§ **WHAT IS NEEDED**: Search the listing for the string "positive". Copy every line that has it.

§ **DATA FOR THIS TASK**:
━━━━━━━━

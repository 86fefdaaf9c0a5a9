use tinychain::cli::run_cli;

fn main() -> anyhow::Result<()> {
    // Logging is initialized inside run_cli once the --debug flag is known
    if let Err(e) = run_cli() {
        if e.is_fatal() {
            log::error!("💥 Ledger storage is unusable: {}", e);
        }
        return Err(e.into());
    }

    Ok(())
}
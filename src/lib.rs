//! tinychain - a single-node proof-of-work UTXO ledger
//!
//! Blocks of signed transactions are sealed by a fixed-difficulty SHA-256
//! proof of work and persisted in a key-value store, with a derived index of
//! unspent outputs for balance queries and coin selection.

pub mod cli;
pub mod config;
pub mod core;
pub mod crypto;
pub mod error;
pub mod mining;
pub mod storage;
pub mod wallet;

pub use error::{ChainError, Result};
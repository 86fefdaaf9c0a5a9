use crate::storage::{KvStore, KvTransaction, TransactionFn};
use crate::{ChainError, Result};
use std::cell::RefCell;
use std::collections::BTreeMap;
use std::sync::{Arc, RwLock};

type Map = BTreeMap<Vec<u8>, Vec<u8>>;

/// Volatile [`KvStore`]; transactions stage writes on a copy and swap it in on success.
#[derive(Debug, Clone, Default)]
pub struct MemoryStore {
    data: Arc<RwLock<Map>>,
}

struct StagedTransaction {
    staged: RefCell<Map>,
}

impl KvTransaction for StagedTransaction {
    fn get(&self, key: &[u8]) -> Result<Option<Vec<u8>>> {
        Ok(self.staged.borrow().get(key).cloned())
    }

    fn insert(&self, key: &[u8], value: &[u8]) -> Result<()> {
        self.staged.borrow_mut().insert(key.to_vec(), value.to_vec());
        Ok(())
    }

    fn remove(&self, key: &[u8]) -> Result<()> {
        self.staged.borrow_mut().remove(key);
        Ok(())
    }
}

impl MemoryStore {
    pub fn new() -> Self {
        Self::default()
    }

    /// Raw write outside any transaction, for tests that corrupt stored data.
    pub fn put_raw(&self, key: &[u8], value: &[u8]) -> Result<()> {
        let mut data = self.data.write().map_err(|_| poisoned())?;
        data.insert(key.to_vec(), value.to_vec());
        Ok(())
    }
}

fn poisoned() -> ChainError {
    ChainError::Storage("Memory store lock poisoned".to_string())
}

impl KvStore for MemoryStore {
    fn get(&self, key: &[u8]) -> Result<Option<Vec<u8>>> {
        let data = self.data.read().map_err(|_| poisoned())?;
        Ok(data.get(key).cloned())
    }

    fn entries(&self) -> Result<Vec<(Vec<u8>, Vec<u8>)>> {
        let data = self.data.read().map_err(|_| poisoned())?;
        Ok(data.iter().map(|(k, v)| (k.clone(), v.clone())).collect())
    }

    fn transaction(&self, f: &TransactionFn<'_>) -> Result<()> {
        // Holding the write lock for the whole body serializes writers.
        let mut data = self.data.write().map_err(|_| poisoned())?;
        let view = StagedTransaction {
            staged: RefCell::new(data.clone()),
        };

        f(&view as &dyn KvTransaction)?;

        *data = view.staged.into_inner();
        Ok(())
    }
}
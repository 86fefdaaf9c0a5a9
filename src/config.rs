use crate::mining::{ProofOfWork, DEFAULT_MAX_NONCE, DEFAULT_TARGET_BITS};
use crate::{ChainError, Result};
use serde::{Deserialize, Serialize};
use std::path::{Path, PathBuf};

pub const DEFAULT_CONFIG_FILE: &str = "tinychain.json";
pub const WALLET_FILE: &str = "wallets.json";

#[derive(Debug, Clone, PartialEq, Serialize, Deserialize)]
pub struct Config {
    pub storage: StorageConfig,
    pub mining: MiningConfig,
    pub consensus: ConsensusConfig,
}

#[derive(Debug, Clone, PartialEq, Serialize, Deserialize)]
pub struct StorageConfig {
    pub db_path: PathBuf,
}

#[derive(Debug, Clone, PartialEq, Serialize, Deserialize)]
pub struct MiningConfig {
    pub target_bits: u32,
    pub max_nonce: u64,
}

#[derive(Debug, Clone, PartialEq, Serialize, Deserialize)]
pub struct ConsensusConfig {
    pub subsidy: u64,
    /// Pay a block reward to the sender of every CLI transfer.
    pub reward_on_transfer: bool,
    pub genesis_memo: String,
}

impl Default for Config {
    fn default() -> Self {
        Self {
            storage: StorageConfig {
                db_path: PathBuf::from("./tinychain.db"),
            },
            mining: MiningConfig {
                target_bits: DEFAULT_TARGET_BITS,
                max_nonce: DEFAULT_MAX_NONCE,
            },
            consensus: ConsensusConfig {
                subsidy: 10,
                reward_on_transfer: true,
                genesis_memo: "The Times 03/Jan/2009 Chancellor on brink of second bailout for banks".to_string(),
            },
        }
    }
}

impl Config {
    /// Reads the config at `path`, writing out the defaults first if the file
    /// does not exist yet.
    pub fn load<P: AsRef<Path>>(path: P) -> Result<Self> {
        let path = path.as_ref();

        let config = if path.exists() {
            let content = std::fs::read_to_string(path)?;
            serde_json::from_str(&content)?
        } else {
            let config = Self::default();
            config.save(path)?;
            log::debug!("Wrote default config to {}", path.display());
            config
        };

        config.validate()?;
        Ok(config)
    }

    pub fn save<P: AsRef<Path>>(&self, path: P) -> Result<()> {
        let path = path.as_ref();
        if let Some(parent) = path.parent().filter(|p| !p.as_os_str().is_empty()) {
            std::fs::create_dir_all(parent)?;
        }

        let content = serde_json::to_string_pretty(self)?;
        std::fs::write(path, content)?;
        Ok(())
    }

    pub fn validate(&self) -> Result<()> {
        if self.mining.target_bits > 255 {
            return Err(ChainError::InvalidDifficulty(self.mining.target_bits));
        }
        if self.mining.max_nonce == 0 {
            return Err(ChainError::InvalidInput("mining.max_nonce must be positive".to_string()));
        }
        if self.consensus.subsidy == 0 {
            return Err(ChainError::InvalidInput("consensus.subsidy must be positive".to_string()));
        }
        Ok(())
    }

    pub fn proof_of_work(&self) -> Result<ProofOfWork> {
        Ok(ProofOfWork::new(self.mining.target_bits)?.with_max_nonce(self.mining.max_nonce))
    }

    /// Wallet file kept beside the database.
    pub fn wallet_path(&self) -> PathBuf {
        match self.storage.db_path.parent() {
            Some(parent) => parent.join(WALLET_FILE),
            None => PathBuf::from(WALLET_FILE),
        }
    }
}
//! Cryptographic primitives for tinychain

pub mod hash;
pub mod keys;
pub mod signatures;

pub use hash::{Hash160, Hash256, Hashable};
pub use keys::{address_to_hash160, hash160_to_address, is_valid_address, KeyPair, PrivateKey, PublicKey};
pub use signatures::{Secp256k1Verifier, SignatureVerifier, Signer};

━━━━━━━━

§ **ANSWER SPACE**:
            return Err(ChainError::InvalidInput("mining.max_nonce must be positive".to_string()));
            return Err(ChainError::InvalidInput("consensus.subsidy must be positive".to_string()));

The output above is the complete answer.